PROBLEM DESCRIPTION → Please copy each line of the listing that includes the string "SweepParameterDef".

DATA SHOWN →
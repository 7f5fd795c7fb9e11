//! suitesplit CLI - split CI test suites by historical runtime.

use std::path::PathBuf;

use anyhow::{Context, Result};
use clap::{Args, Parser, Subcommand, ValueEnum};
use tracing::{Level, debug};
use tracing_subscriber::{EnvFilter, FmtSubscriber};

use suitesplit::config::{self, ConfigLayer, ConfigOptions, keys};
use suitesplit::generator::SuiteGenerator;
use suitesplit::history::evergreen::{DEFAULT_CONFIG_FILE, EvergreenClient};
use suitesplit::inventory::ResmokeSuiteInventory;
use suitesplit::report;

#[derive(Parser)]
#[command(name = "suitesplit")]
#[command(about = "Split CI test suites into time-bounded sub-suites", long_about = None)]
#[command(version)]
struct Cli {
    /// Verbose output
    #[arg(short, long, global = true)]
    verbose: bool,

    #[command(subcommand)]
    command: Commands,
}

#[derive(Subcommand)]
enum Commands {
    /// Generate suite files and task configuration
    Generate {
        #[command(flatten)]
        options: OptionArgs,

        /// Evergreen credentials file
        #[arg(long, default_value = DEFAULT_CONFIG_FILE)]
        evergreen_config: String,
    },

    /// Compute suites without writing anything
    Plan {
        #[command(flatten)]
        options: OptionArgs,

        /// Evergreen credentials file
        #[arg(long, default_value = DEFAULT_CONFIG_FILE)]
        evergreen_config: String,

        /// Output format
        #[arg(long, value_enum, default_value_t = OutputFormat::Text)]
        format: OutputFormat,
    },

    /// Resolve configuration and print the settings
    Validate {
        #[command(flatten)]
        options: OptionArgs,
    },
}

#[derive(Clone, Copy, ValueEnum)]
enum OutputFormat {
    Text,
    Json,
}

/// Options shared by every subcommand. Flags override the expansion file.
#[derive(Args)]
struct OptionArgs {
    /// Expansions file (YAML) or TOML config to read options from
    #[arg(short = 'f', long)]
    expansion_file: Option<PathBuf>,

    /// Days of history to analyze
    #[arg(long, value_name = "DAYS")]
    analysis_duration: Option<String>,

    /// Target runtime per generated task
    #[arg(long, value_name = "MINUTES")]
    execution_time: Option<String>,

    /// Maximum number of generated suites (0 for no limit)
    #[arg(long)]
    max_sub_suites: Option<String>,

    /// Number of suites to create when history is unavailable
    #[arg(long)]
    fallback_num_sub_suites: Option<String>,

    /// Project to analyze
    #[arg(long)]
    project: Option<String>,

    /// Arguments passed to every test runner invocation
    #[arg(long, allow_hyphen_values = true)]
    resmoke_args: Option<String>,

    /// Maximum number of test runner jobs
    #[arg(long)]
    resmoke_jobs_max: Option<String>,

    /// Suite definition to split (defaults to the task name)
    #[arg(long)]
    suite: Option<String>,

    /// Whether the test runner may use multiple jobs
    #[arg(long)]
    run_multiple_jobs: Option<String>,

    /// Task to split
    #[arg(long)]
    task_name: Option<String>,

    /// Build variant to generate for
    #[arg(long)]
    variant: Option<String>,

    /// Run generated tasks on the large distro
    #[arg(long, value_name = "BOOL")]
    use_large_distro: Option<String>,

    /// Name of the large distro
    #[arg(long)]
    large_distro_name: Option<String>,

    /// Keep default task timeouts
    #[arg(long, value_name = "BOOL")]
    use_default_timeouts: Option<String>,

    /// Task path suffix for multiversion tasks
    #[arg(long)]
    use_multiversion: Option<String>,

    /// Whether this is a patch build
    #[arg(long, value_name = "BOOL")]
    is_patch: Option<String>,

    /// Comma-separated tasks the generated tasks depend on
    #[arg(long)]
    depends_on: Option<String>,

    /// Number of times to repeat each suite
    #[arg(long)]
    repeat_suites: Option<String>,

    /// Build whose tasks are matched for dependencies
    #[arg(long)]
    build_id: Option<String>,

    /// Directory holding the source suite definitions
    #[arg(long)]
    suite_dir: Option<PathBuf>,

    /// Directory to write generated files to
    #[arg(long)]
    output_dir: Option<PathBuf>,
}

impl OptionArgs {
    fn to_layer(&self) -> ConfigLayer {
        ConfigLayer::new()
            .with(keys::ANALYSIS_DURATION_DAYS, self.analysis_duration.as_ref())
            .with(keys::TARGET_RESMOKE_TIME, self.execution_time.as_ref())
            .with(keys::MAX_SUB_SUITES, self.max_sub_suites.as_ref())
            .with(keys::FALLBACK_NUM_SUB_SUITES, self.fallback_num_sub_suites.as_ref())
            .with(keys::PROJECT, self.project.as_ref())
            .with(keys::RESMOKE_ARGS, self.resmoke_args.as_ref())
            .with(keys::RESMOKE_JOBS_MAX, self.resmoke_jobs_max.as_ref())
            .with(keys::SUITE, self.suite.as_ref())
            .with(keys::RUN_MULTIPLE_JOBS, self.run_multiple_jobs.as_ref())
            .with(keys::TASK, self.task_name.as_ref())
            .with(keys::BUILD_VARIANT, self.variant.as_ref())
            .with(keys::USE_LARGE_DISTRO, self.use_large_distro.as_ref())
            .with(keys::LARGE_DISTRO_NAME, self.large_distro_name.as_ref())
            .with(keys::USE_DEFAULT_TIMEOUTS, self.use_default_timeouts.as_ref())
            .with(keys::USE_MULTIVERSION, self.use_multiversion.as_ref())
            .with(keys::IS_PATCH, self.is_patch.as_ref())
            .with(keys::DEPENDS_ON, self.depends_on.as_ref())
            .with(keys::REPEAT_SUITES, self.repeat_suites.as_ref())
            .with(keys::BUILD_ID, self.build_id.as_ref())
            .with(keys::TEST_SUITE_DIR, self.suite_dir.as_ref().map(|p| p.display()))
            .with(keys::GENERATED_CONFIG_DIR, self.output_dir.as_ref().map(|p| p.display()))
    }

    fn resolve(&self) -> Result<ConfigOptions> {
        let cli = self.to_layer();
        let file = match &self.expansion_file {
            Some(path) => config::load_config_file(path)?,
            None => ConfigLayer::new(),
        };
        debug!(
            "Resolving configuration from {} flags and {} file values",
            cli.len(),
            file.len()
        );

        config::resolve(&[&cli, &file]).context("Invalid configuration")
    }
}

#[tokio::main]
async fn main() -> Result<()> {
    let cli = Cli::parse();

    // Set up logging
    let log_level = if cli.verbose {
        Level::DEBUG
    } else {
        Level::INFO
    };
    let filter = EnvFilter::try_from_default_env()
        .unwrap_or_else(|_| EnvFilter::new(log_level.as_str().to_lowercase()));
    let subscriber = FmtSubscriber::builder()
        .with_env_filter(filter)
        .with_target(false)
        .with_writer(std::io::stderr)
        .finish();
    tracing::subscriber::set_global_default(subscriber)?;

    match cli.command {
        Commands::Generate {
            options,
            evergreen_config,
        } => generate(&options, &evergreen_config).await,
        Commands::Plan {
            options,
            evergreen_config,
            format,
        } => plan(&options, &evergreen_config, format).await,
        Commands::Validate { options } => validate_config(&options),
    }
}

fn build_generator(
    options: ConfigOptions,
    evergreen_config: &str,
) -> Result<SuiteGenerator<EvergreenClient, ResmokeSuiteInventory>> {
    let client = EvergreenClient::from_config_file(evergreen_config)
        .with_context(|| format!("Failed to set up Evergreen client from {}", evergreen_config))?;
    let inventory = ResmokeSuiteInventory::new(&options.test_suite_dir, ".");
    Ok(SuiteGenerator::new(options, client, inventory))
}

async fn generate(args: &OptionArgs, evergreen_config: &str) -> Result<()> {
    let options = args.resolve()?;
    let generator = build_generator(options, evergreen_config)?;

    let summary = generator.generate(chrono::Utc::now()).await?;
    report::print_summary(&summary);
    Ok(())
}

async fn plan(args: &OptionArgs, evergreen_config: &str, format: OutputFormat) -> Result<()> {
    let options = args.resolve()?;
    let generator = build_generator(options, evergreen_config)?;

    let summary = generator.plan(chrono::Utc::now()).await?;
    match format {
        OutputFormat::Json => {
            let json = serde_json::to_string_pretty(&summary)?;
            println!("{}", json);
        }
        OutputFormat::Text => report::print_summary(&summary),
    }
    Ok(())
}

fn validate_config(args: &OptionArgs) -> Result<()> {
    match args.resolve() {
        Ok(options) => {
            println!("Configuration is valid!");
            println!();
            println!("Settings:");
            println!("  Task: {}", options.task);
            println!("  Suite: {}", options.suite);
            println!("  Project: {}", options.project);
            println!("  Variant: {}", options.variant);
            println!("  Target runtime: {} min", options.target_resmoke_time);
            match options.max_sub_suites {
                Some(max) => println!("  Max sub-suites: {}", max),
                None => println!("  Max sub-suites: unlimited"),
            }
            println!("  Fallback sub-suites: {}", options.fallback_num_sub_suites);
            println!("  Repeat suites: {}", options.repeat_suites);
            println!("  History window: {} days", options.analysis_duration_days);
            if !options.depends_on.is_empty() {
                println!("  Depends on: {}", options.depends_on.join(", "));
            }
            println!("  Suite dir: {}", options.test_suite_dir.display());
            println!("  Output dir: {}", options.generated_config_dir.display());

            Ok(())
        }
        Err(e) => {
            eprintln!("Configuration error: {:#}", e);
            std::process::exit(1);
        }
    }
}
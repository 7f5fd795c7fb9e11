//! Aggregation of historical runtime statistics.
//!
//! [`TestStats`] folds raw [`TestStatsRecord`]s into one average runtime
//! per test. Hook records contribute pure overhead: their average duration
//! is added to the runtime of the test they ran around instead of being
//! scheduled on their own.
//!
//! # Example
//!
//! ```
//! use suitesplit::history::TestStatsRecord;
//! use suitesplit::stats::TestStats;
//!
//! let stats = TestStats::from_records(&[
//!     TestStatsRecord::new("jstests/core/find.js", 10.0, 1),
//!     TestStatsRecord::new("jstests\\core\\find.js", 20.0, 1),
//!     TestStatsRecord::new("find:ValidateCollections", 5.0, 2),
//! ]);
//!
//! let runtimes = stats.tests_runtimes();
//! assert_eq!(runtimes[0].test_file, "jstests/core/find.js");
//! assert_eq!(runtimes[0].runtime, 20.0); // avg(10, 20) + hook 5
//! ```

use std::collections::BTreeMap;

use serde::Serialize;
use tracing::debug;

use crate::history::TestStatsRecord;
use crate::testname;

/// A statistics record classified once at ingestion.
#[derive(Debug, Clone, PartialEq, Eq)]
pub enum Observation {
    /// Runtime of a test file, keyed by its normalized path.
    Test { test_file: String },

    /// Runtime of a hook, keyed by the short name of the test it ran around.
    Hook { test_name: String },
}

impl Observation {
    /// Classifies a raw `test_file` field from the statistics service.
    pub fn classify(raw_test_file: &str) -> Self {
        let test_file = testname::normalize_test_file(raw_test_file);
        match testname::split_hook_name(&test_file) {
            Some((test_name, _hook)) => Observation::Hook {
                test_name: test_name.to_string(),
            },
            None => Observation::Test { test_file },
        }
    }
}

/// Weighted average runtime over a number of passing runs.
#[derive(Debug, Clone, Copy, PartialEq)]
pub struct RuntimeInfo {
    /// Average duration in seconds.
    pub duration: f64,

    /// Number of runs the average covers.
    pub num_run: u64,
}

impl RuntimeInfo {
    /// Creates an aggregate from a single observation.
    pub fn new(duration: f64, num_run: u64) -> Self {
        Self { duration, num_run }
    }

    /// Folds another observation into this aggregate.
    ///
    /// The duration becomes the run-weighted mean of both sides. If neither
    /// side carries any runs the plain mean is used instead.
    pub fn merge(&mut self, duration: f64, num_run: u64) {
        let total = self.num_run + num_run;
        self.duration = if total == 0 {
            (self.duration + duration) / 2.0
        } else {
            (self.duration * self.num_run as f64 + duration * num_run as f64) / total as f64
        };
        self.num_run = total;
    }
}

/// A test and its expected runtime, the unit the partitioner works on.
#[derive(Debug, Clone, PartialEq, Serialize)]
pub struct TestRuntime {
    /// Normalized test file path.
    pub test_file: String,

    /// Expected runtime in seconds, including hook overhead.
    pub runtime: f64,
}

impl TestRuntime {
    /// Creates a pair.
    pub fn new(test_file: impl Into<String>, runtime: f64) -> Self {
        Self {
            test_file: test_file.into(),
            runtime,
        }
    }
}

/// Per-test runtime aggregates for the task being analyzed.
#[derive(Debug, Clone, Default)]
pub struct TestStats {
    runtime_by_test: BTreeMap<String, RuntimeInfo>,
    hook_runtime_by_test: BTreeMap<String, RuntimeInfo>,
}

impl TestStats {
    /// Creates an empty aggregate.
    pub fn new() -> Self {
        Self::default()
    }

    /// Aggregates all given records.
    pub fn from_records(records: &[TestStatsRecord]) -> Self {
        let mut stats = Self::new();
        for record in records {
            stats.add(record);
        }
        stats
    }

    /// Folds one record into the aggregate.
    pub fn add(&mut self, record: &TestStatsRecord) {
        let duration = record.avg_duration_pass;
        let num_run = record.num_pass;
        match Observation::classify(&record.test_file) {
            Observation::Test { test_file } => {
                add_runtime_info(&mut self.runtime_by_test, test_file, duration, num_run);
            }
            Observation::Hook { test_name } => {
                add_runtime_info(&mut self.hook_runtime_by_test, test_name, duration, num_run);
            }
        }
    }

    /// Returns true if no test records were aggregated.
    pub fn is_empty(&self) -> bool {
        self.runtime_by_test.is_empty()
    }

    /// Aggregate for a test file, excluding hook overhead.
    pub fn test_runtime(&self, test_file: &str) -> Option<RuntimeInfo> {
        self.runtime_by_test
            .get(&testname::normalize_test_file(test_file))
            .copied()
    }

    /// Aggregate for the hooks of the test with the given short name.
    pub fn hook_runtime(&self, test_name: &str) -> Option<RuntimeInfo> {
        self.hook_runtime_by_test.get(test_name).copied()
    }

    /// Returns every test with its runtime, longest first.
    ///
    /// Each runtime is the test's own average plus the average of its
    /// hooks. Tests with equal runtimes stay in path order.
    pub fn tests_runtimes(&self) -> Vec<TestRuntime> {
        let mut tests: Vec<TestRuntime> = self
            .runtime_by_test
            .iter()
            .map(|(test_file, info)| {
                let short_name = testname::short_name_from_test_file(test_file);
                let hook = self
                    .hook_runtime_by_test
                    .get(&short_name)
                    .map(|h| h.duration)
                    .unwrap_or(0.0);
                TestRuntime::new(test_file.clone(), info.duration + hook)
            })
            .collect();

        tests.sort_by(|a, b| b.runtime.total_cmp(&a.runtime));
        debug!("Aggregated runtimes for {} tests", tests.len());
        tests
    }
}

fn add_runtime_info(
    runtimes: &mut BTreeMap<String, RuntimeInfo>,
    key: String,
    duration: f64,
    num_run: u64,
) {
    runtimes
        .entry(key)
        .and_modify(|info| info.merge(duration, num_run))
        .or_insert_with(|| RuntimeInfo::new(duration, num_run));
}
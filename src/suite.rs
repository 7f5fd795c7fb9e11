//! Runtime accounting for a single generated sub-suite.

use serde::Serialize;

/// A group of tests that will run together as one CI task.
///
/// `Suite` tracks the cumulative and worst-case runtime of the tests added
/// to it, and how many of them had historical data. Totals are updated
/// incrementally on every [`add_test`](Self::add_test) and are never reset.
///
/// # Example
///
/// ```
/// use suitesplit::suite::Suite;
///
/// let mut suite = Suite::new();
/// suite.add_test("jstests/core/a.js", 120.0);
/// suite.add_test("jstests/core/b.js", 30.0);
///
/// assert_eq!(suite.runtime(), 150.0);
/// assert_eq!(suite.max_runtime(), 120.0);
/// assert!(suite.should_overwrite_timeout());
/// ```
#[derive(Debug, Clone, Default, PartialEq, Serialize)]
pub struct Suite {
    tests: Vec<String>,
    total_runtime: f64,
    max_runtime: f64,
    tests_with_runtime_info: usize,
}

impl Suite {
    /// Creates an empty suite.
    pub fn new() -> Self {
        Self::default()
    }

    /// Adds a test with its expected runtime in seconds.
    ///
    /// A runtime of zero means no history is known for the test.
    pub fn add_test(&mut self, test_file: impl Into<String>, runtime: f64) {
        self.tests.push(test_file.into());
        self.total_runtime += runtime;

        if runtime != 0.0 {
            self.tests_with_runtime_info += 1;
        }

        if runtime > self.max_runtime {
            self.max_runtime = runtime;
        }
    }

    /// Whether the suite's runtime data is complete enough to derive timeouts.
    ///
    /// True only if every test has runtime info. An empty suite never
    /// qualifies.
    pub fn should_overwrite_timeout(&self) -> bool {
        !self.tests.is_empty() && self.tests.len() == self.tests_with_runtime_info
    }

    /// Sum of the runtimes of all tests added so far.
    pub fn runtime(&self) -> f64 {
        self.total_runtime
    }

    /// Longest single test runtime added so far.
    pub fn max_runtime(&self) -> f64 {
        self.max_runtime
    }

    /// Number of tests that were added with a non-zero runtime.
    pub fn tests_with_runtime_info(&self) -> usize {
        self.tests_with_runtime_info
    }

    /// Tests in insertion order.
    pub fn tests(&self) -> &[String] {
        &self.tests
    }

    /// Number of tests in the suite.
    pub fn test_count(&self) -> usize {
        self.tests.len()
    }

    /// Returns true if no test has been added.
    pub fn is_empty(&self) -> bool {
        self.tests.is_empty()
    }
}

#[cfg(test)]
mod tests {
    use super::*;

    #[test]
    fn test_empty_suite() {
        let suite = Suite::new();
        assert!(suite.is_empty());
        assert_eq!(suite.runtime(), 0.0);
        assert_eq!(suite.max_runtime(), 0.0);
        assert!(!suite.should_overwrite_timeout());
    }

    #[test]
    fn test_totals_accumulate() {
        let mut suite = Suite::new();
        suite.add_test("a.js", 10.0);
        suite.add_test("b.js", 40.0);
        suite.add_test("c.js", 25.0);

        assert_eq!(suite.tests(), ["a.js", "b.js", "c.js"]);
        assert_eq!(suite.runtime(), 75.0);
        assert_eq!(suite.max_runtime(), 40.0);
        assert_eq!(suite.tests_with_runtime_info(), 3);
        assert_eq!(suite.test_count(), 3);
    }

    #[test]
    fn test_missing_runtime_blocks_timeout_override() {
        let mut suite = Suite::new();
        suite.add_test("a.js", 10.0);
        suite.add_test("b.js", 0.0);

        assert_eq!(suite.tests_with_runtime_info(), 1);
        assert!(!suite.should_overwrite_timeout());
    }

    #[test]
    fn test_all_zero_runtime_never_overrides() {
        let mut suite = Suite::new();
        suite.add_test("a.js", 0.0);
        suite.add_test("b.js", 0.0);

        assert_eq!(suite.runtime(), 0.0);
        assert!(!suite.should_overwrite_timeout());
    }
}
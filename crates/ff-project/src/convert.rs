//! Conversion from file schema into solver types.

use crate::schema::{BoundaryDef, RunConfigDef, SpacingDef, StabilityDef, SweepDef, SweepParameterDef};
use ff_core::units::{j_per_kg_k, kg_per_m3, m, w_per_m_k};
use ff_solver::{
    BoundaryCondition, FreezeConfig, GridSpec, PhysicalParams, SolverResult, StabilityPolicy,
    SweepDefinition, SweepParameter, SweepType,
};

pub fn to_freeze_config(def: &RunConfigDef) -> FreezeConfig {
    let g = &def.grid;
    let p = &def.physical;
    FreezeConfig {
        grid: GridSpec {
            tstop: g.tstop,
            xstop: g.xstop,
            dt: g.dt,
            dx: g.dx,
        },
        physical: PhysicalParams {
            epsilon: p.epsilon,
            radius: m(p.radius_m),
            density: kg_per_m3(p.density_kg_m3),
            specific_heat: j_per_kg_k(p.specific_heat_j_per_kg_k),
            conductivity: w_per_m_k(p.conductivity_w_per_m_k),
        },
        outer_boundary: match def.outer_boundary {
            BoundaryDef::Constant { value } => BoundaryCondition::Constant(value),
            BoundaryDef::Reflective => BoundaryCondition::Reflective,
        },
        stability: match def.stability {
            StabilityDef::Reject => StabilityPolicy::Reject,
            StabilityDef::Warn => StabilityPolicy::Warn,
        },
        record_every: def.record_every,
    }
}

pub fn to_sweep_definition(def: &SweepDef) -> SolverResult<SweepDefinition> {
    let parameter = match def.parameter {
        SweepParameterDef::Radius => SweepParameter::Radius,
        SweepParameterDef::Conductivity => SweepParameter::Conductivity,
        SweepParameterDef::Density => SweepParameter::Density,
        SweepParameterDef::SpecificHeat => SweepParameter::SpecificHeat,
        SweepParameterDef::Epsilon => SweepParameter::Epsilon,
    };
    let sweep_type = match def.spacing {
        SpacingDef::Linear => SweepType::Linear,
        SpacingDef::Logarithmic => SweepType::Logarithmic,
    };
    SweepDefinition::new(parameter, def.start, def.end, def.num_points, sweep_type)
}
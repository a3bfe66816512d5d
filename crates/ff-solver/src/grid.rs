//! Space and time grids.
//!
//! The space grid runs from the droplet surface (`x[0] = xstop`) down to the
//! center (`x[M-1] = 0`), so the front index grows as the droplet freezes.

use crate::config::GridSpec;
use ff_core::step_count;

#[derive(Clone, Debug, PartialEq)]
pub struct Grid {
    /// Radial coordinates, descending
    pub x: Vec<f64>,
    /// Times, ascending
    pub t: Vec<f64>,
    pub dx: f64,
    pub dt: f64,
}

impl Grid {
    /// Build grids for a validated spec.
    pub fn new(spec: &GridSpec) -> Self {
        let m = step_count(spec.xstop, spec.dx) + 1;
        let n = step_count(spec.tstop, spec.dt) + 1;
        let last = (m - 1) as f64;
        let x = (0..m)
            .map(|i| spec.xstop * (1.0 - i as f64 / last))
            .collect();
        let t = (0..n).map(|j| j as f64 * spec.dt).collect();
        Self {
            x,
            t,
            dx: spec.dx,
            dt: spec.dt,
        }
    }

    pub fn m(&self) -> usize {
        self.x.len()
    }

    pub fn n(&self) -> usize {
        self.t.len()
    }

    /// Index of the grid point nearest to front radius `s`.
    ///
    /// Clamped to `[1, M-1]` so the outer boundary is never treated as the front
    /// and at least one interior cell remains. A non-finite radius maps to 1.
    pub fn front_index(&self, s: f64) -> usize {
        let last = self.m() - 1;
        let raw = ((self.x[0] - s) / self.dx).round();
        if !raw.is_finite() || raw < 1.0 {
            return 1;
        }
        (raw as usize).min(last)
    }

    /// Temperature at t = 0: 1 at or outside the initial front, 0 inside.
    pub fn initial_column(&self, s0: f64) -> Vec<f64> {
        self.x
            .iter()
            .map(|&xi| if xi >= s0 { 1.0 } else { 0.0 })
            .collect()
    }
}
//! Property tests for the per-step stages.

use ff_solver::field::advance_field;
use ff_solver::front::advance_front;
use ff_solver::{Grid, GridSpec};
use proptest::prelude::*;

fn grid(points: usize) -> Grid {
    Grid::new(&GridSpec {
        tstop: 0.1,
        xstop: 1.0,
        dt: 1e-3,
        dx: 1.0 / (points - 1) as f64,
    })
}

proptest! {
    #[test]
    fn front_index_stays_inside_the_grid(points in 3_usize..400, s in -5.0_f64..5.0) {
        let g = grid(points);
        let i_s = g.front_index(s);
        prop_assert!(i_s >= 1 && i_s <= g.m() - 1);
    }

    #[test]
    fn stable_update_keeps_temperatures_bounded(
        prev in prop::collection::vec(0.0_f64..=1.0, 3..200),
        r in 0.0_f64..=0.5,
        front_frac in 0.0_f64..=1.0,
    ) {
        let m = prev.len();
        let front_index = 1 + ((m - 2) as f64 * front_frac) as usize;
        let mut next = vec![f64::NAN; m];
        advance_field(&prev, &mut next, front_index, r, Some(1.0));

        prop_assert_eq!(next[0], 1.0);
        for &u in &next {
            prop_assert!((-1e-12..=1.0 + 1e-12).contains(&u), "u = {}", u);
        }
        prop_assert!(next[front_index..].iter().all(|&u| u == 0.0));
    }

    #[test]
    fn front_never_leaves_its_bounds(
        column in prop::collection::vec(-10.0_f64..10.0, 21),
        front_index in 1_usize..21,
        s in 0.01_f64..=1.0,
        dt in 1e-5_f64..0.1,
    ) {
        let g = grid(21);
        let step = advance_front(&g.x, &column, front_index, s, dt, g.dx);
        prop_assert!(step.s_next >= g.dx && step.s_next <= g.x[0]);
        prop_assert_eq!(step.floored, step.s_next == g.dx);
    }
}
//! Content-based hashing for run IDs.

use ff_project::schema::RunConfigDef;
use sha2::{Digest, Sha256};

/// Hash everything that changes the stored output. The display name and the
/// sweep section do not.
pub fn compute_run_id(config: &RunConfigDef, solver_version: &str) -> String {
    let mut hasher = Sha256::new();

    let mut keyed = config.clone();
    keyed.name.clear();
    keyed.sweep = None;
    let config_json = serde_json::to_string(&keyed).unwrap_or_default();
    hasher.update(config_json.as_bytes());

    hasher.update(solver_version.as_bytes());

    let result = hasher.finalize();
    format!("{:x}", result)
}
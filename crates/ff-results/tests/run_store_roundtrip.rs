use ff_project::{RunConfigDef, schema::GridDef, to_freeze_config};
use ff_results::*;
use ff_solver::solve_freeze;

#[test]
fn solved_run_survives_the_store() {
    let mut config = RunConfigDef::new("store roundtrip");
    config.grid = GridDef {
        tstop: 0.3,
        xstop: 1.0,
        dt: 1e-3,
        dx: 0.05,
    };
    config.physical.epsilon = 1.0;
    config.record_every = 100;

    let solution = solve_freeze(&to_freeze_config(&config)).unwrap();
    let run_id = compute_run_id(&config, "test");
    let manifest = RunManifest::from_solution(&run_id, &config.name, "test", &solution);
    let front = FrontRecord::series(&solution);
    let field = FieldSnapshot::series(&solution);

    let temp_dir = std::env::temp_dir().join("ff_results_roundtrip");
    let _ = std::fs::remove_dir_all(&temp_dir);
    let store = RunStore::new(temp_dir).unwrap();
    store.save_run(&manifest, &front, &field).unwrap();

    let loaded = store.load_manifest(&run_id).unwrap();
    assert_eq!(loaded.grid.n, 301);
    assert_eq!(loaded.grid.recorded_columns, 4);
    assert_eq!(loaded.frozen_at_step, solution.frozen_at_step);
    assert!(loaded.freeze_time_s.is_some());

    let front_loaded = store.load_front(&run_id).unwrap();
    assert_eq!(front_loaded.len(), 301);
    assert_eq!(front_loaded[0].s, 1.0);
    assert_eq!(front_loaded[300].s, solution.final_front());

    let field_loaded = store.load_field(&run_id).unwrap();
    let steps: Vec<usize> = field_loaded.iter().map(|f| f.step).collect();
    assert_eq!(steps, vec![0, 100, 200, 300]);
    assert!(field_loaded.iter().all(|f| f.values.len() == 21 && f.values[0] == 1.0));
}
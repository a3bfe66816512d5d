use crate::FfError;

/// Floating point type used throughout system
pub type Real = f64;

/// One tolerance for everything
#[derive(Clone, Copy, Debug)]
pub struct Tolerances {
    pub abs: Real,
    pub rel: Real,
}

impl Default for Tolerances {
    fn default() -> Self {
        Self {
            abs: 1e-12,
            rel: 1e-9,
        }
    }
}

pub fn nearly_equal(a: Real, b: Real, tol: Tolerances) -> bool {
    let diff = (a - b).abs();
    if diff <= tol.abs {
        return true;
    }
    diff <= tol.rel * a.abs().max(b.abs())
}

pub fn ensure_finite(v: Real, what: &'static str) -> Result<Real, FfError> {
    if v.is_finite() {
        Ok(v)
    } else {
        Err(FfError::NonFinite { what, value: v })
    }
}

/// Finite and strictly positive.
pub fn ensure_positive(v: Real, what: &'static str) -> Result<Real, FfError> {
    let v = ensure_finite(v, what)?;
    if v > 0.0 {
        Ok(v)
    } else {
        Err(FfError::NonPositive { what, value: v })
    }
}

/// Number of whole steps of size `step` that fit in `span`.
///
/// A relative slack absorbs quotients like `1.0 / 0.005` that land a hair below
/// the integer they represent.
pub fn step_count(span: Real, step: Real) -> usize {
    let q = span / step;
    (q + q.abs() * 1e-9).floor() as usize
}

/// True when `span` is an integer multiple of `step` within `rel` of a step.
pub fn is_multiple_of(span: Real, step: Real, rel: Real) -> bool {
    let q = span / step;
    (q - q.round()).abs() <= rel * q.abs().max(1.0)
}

EXERCISE OUTPUT →
use crate::schema::{BoundaryDef, RunConfigDef, SpacingDef, StabilityDef, SweepDef, SweepParameterDef};
        SweepParameterDef::Radius => SweepParameter::Radius,
        SweepParameterDef::Conductivity => SweepParameter::Conductivity,
        SweepParameterDef::Density => SweepParameter::Density,
        SweepParameterDef::SpecificHeat => SweepParameter::SpecificHeat,
        SweepParameterDef::Epsilon => SweepParameter::Epsilon,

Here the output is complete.